Usman Thalib dalam “Sejarah Masuknya Islam di Maluku” (2012) menegaskan bahwa menentukan “awal masuknya Islam” bukan perkara sederhana. Islam datang dengan damai, melalui para musafir, pedagang, bahkan tokoh ulama yang menggabungkan dakwah dengan jaringan niaga. Di antara kisah populer adalah hadirnya empat syeikh dari Irak pada abad ke-8 Masehi di Ternate dan Tidore, atau sosok Syekh Abubakar Al-Pasya di Banda Neira. Catatan Portugis pun menyebut bahwa ketika mereka tiba sekitar 1512, masyarakat di Ternate, Banda, Hitu, dan Bacan sudah banyak yang beragama Islam.

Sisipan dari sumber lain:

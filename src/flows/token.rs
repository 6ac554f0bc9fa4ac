//! Token request construction and the `oauth2` client handed to host runtimes.

// self
use crate::{
	_prelude::*,
	flows::AuthSch,
	http::UserInfoHttpClient,
	oauth::{self, ConfiguredBasicClient, TransportErrorMapper},
	obs::{FlowKind, FlowSpan},
	provider::GrantType,
};

/// Token endpoint plus the parameters the adapter contributes.
///
/// AuthSCH integrations declare `grant_type=refresh_token` for the token endpoint, including
/// the first exchange after the authorization redirect. The value is kept as declared; hosts
/// that exchange an authorization code themselves send `authorization_code` regardless.
#[derive(Clone, Debug, PartialEq, Eq)]
pub struct TokenRequest {
	/// Token endpoint.
	pub endpoint: Url,
	/// Grant type declared by the descriptor.
	pub grant_type: GrantType,
}
impl TokenRequest {
	/// Form parameters contributed by the adapter.
	pub fn params(&self) -> BTreeMap<String, String> {
		BTreeMap::from_iter([("grant_type".to_owned(), self.grant_type.as_str().to_owned())])
	}
}

impl<C, M> AuthSch<C, M>
where
	C: ?Sized + UserInfoHttpClient,
	M: ?Sized + TransportErrorMapper<C::TransportError>,
{
	/// Builds the token request from the descriptor.
	pub fn token_request(&self) -> TokenRequest {
		let _span = FlowSpan::new(FlowKind::TokenExchange, "token_request").entered();

		TokenRequest {
			endpoint: self.descriptor.endpoints.token.clone(),
			grant_type: self.descriptor.token_grant,
		}
	}

	/// `oauth2` client configured with AuthSCH's endpoints and the adapter's credentials.
	pub fn oauth2_client(&self) -> Result<ConfiguredBasicClient> {
		oauth::basic_client(&self.descriptor, &self.options)
	}
}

Dalam tulisan berjudul “Masuknya Islam di Maluku Tenggara dan Peran Masjid”, Fahrudin (2016) menyebutkan bahwa wilayah Kei dan kepulauan sekitarnya menyimpan jejak panjang interaksi Islam dengan adat, budaya, dan politik setempat. Ia juga mengingatkan bahwa islamisasi di Indonesia Timur—khususnya di Kepulauan Kei—bukan sekadar bagian pinggiran, tetapi bagian integral dari narasi besar sejarah Islam di Nusantara, di mana ciri khasnya adalah Islam tidak datang dalam ruang hampa, melainkan melalui proses dialogis antara agama dan kearifan lokal.

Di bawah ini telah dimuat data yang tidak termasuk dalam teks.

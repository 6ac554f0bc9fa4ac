// self
use crate::_prelude::*;

/// Checks the host runtime performs on behalf of the provider.
#[derive(Clone, Copy, Debug, PartialEq, Eq, Hash, Serialize, Deserialize)]
#[serde(rename_all = "snake_case")]
pub enum SecurityCheck {
	/// Round-trip and compare the `state` parameter (CSRF protection).
	State,
}
impl SecurityCheck {
	/// Returns the label host runtimes use for the check.
	pub fn as_str(self) -> &'static str {
		match self {
			SecurityCheck::State => "state",
		}
	}
}
impl Display for SecurityCheck {
	fn fmt(&self, f: &mut Formatter) -> FmtResult {
		f.write_str(self.as_str())
	}
}

/// Presentation hints consumed by sign-in pages; no behavioral effect.
#[derive(Clone, Debug, PartialEq, Eq, Serialize, Deserialize)]
pub struct ProviderStyle {
	/// Logo image URL.
	pub logo: Url,
	/// Button background colour (CSS).
	pub bg: String,
	/// Button text colour (CSS).
	pub text: String,
}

Situasi keislman tersebut tentu tidak bisa diceraikan dari keberadaan dan peran sentral habaib. Dalam konteks Kepulauan Kei, kehadiran mereka (baca: habaib) tidak hanya memperkaya spiritualitas lokal, tetapi juga memperkuat kohesi sosial melalui tarekat, majelis-majelis ilmu, dan perayaan keagamaan seperti halnya mawlid. Alkatiri & Hayaze (2022) menyebutkan bahwa habaib merupakan sebuah kelompok sosial-religius keturunan Nabi Muhammad SAW yang memainkan peran penting dalam sejarah keislaman di Nusantara. Dari kolonialisme Belanda hingga era kontemporer, identitas habaib tidak pernah statis, melainkan selalu dinegosiasikan dalam perjumpaan antara tradisi Arab, Islam lokal, dan dinamika sosial-politik Indonesia.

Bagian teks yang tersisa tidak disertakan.